Paolini: don De Castro (superiore), “chiamati ad essere ‘santi’ nella comunicazione e con la comunicazione”

“Come ‘apostoli comunicatori e consacrati’, nell’ambito del nostro stato di vita e carisma specifico, siamo chiamati a vivere uniti a Cristo e a testimoniare il suo amore; ad essere ‘santi’ nella comunicazione e con la comunicazione, portando con noi la ricchezza carismatica ereditata dal nostro fondatore”, don Giacomo Alberione. È quanto scrive don Valdir José De Castro, superiore generale della Società San Paolo, nell’annuale lettera ai confratelli.
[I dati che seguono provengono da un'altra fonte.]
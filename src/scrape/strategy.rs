//! Per-retailer extraction strategies
//!
//! A strategy is pure data: an [`ItemShape`] picking one of two catalog
//! layouts, plus a [`ListingSelectors`] table naming where the fields live.
//! Extraction itself is shared. A missing name is a structural fault (the
//! page layout changed); missing numeric sub-fields are data gaps and
//! degrade to zero.

use crate::catalog::CatalogEntry;
use crate::fields;
use crate::render::{DriverResult, RenderNode};
use crate::{Result, SyncError};
use rust_decimal::prelude::ToPrimitive;
use rust_decimal::Decimal;
use serde::Deserialize;

/// The two supported catalog layouts.
#[derive(Debug, Clone, Copy, PartialEq, Eq, Deserialize)]
#[serde(rename_all = "kebab-case")]
pub enum ItemShape {
    /// A single current-price field; a struck-through original price, when
    /// present, marks the item as discounted.
    Simple,

    /// Independent price and discount text fields with no conditional
    /// structure.
    Flat,
}

/// Selector table for one retailer's listing page.
#[derive(Debug, Clone)]
pub struct ListingSelectors {
    /// Container selector for one item-shaped node.
    pub item: String,

    /// Name sub-field. Required on every item.
    pub name: String,

    /// Current-price sub-field.
    pub price: Option<String>,

    /// Discount text sub-field (flat shape).
    pub discount: Option<String>,

    /// Struck-through original-price sub-field (simple shape).
    pub original_price: Option<String>,

    /// Savings-percentage sub-field (simple shape).
    pub savings: Option<String>,

    /// The "next page" control.
    pub next: String,
}

/// Text of an optional sub-field, or `None` when the selector is not
/// configured or nothing matches.
async fn field_text<N: RenderNode>(
    node: &N,
    selector: &Option<String>,
) -> DriverResult<Option<String>> {
    match selector {
        Some(sel) => match node.query(sel).await? {
            Some(found) => Ok(Some(found.text().await?)),
            None => Ok(None),
        },
        None => Ok(None),
    }
}

/// Discount percentage implied by a struck price when no savings field is
/// present.
fn computed_discount(price: Decimal, original: Decimal) -> u8 {
    if original.is_zero() || price >= original {
        return 0;
    }
    let percent = (Decimal::ONE - price / original) * Decimal::from(100);
    percent.round().to_u8().unwrap_or(100).min(100)
}

/// Converts one rendered page's item nodes into catalog entries.
pub async fn extract_items<N: RenderNode>(
    shape: ItemShape,
    selectors: &ListingSelectors,
    discount_prefix: &str,
    nodes: &[N],
    retailer: &str,
) -> Result<Vec<CatalogEntry>> {
    let mut entries = Vec::with_capacity(nodes.len());
    for node in nodes {
        entries.push(extract_item(shape, selectors, discount_prefix, node, retailer).await?);
    }
    Ok(entries)
}

async fn extract_item<N: RenderNode>(
    shape: ItemShape,
    selectors: &ListingSelectors,
    discount_prefix: &str,
    node: &N,
    retailer: &str,
) -> Result<CatalogEntry> {
    // Name absence indicates a structural page change, not a data gap
    let name_node = node
        .query(&selectors.name)
        .await?
        .ok_or_else(|| SyncError::Structural {
            retailer: retailer.to_string(),
            selector: selectors.name.clone(),
        })?;
    let name = name_node.text().await?;

    let price_text = field_text(node, &selectors.price).await?;
    let price_value = price_text.as_deref().and_then(fields::price_value);
    let price = price_value.unwrap_or_default();
    let price_missing = price_value.is_none();

    match shape {
        ItemShape::Flat => {
            let discount_text = field_text(node, &selectors.discount).await?;
            let discount_value = discount_text
                .as_deref()
                .and_then(|t| fields::discount_value(t, discount_prefix));
            Ok(CatalogEntry {
                name,
                price,
                original_price: price,
                discount_percent: discount_value.unwrap_or(0),
                price_missing,
                discount_missing: discount_value.is_none(),
            })
        }

        ItemShape::Simple => {
            match field_text(node, &selectors.original_price).await? {
                Some(struck_text) => {
                    let mut original_price = fields::parse_price(&struck_text);
                    // The struck price is never below the current price
                    if original_price < price {
                        original_price = price;
                    }
                    let savings_text = field_text(node, &selectors.savings).await?;
                    let discount_percent = savings_text
                        .as_deref()
                        .and_then(|t| fields::discount_value(t, ""))
                        .unwrap_or_else(|| computed_discount(price, original_price));
                    Ok(CatalogEntry {
                        name,
                        price,
                        original_price,
                        discount_percent,
                        price_missing,
                        discount_missing: false,
                    })
                }
                // No struck price: the single price field is the original,
                // undiscounted price
                None => Ok(CatalogEntry {
                    name,
                    price,
                    original_price: price,
                    discount_percent: 0,
                    price_missing,
                    discount_missing: false,
                }),
            }
        }
    }
}
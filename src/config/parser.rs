use crate::config::types::Config;
use crate::config::validation::validate;
use crate::ConfigError;
use sha2::{Digest, Sha256};
use std::path::Path;

/// Loads and parses a configuration file from the given path
///
/// # Arguments
///
/// * `path` - Path to the TOML configuration file
///
/// # Returns
///
/// * `Ok(Config)` - Successfully loaded and validated configuration
/// * `Err(ConfigError)` - Failed to load, parse, or validate the configuration
pub fn load_config(path: &Path) -> Result<Config, ConfigError> {
    // Read the configuration file
    let content = std::fs::read_to_string(path)?;

    // Parse TOML
    let config: Config = toml::from_str(&content)?;

    // Validate the configuration
    validate(&config)?;

    Ok(config)
}

/// Computes a SHA-256 hash of the configuration file content
///
/// This is used to tell whether snapshots from different runs were captured
/// under the same selector tables.
pub fn compute_config_hash(path: &Path) -> Result<String, ConfigError> {
    let content = std::fs::read_to_string(path)?;
    let mut hasher = Sha256::new();
    hasher.update(content.as_bytes());
    let result = hasher.finalize();
    Ok(hex::encode(result))
}

/// Loads a configuration and returns both the config and its hash
pub fn load_config_with_hash(path: &Path) -> Result<(Config, String), ConfigError> {
    let config = load_config(path)?;
    let hash = compute_config_hash(path)?;
    Ok((config, hash))
}

#[cfg(test)]
mod tests {
    use super::*;
    use crate::scrape::{ItemShape, TerminationKind};
    use std::io::Write;
    use tempfile::NamedTempFile;

    fn create_temp_config(content: &str) -> NamedTempFile {
        let mut file = NamedTempFile::new().unwrap();
        file.write_all(content.as_bytes()).unwrap();
        file.flush().unwrap();
        file
    }

    const VALID_CONFIG: &str = r##"
[scraper]
webdriver-url = "http://localhost:4444"
settle-delay-ms = 1000
settle-jitter-ms = 500

[output]
snapshot-dir = "./snapshots"
report-path = "./report.json"
bundles-path = "./bundles.json"

[reconcile]
reference-path = "./reference.json"

[[retailer]]
name = "billetshop"
shape = "flat"
termination = "explicit-disabled"
disabled-next-href = "javascript:void(0);"
discount-prefix = "Sale"

[retailer.selectors]
item = ".product-items .grid-item"
name = "h3 a"
price = ".buy span"
discount = ".buy a"
next = ".pagination .next a"

[retailer.operations]
full = "https://billetshop.example/catalog"
sale = "https://billetshop.example/catalog?discount=1"

[[retailer]]
name = "planetshop"
shape = "simple"
termination = "probe"

[retailer.selectors]
item = ".shop-listing .row"
name = "h4 a"
price = ".price_current"
original-price = ".price_base strike"
savings = ".price_saving"
next = "a[rel=next]"

[retailer.operations]
full = "https://planetshop.example/all"

[bundles]
url = "https://bundleshop.example/bundles"
link-selector = ".fit-click"
title-selector = ".caption h3"
ends-selector = ".ends span"
price-selector = ".bundle-price"
carousel-container = "#carousel"
active-name = ".active h3"
active-developer = ".active .dev a"
next-control = ".carousel-next"
"##;

    #[test]
    fn test_load_valid_config() {
        let file = create_temp_config(VALID_CONFIG);
        let config = load_config(file.path()).unwrap();

        assert_eq!(config.scraper.settle_delay_ms, 1000);
        assert_eq!(config.retailer.len(), 2);
        assert_eq!(config.retailer[0].shape, ItemShape::Flat);
        assert_eq!(
            config.retailer[0].termination,
            TerminationKind::ExplicitDisabled
        );
        assert_eq!(config.retailer[1].shape, ItemShape::Simple);
        assert_eq!(config.retailer[0].operations.len(), 2);
        assert!(config.bundles.is_some());
    }

    #[test]
    fn test_listing_plan_from_config() {
        let file = create_temp_config(VALID_CONFIG);
        let config = load_config(file.path()).unwrap();

        let plan = config
            .retailer("billetshop")
            .unwrap()
            .listing_plan("sale", config.settle_delay())
            .unwrap();
        assert_eq!(plan.start_url, "https://billetshop.example/catalog?discount=1");
        assert_eq!(plan.discount_prefix, "Sale");

        let missing = config
            .retailer("planetshop")
            .unwrap()
            .listing_plan("sale", config.settle_delay());
        assert!(matches!(
            missing,
            Err(crate::SyncError::UnknownOperation { .. })
        ));
    }

    #[test]
    fn test_unknown_retailer_lookup() {
        let file = create_temp_config(VALID_CONFIG);
        let config = load_config(file.path()).unwrap();
        assert!(matches!(
            config.retailer("nowhere"),
            Err(crate::SyncError::UnknownRetailer(_))
        ));
    }

    #[test]
    fn test_load_config_with_invalid_path() {
        let result = load_config(Path::new("/nonexistent/config.toml"));
        assert!(result.is_err());
    }

    #[test]
    fn test_load_config_with_invalid_toml() {
        let file = create_temp_config("this is not valid TOML {{{");
        let result = load_config(file.path());
        assert!(result.is_err());
    }

    #[test]
    fn test_load_config_with_validation_error() {
        let file = create_temp_config(&VALID_CONFIG.replace(
            "settle-delay-ms = 1000",
            "settle-delay-ms = 10",
        ));
        let result = load_config(file.path());
        assert!(matches!(result.unwrap_err(), ConfigError::Validation(_)));
    }

    #[test]
    fn test_compute_config_hash() {
        let file = create_temp_config("test content");

        let hash1 = compute_config_hash(file.path()).unwrap();
        let hash2 = compute_config_hash(file.path()).unwrap();

        // Same content should produce same hash
        assert_eq!(hash1, hash2);
        assert_eq!(hash1.len(), 64); // SHA-256 produces 64 hex characters
    }

    #[test]
    fn test_different_content_different_hash() {
        let file1 = create_temp_config("content 1");
        let file2 = create_temp_config("content 2");

        assert_ne!(
            compute_config_hash(file1.path()).unwrap(),
            compute_config_hash(file2.path()).unwrap()
        );
    }
}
È proprio “La Santità – Uno stile di vita” il titolo scelto da don De Castro per la sua riflessione: “Un tema appropriato e coerente – afferma – che ben si associa al Giubileo straordinario della Misericordia. Dio, che è Santo e ci chiama alla santità, è Misericordioso nella sua essenza”. “Generalmente, oggi, parliamo poco della santità”, rileva il superiore generale dei Paolini, per il quale questo succede “forse perché pensiamo a essa come a un insieme di gesti straordinari o di modi di agire insoliti, lontani dalla vita delle persone comuni. Oppure perché vediamo la santità pari a un oggetto di lusso, patrimonio di pochi, irraggiungibile sia da noi nella nostra vita consacrata, sia dai cristiani nel loro stato di vita”. Invece, “alla luce del Concilio ecumenico Vaticano II, essere santo non vuol dire compiere cose eccezionali, ma vivere uniti a Cristo”. Per questo “tutti i battezzati, infatti, sono chiamati alla pienezza della vita cristiana e alla perfezione della carità e a promuovere nella società un tenore di vita più umano”. “Non c’è cammino di santità senza amore”, ammonisce don De Castro.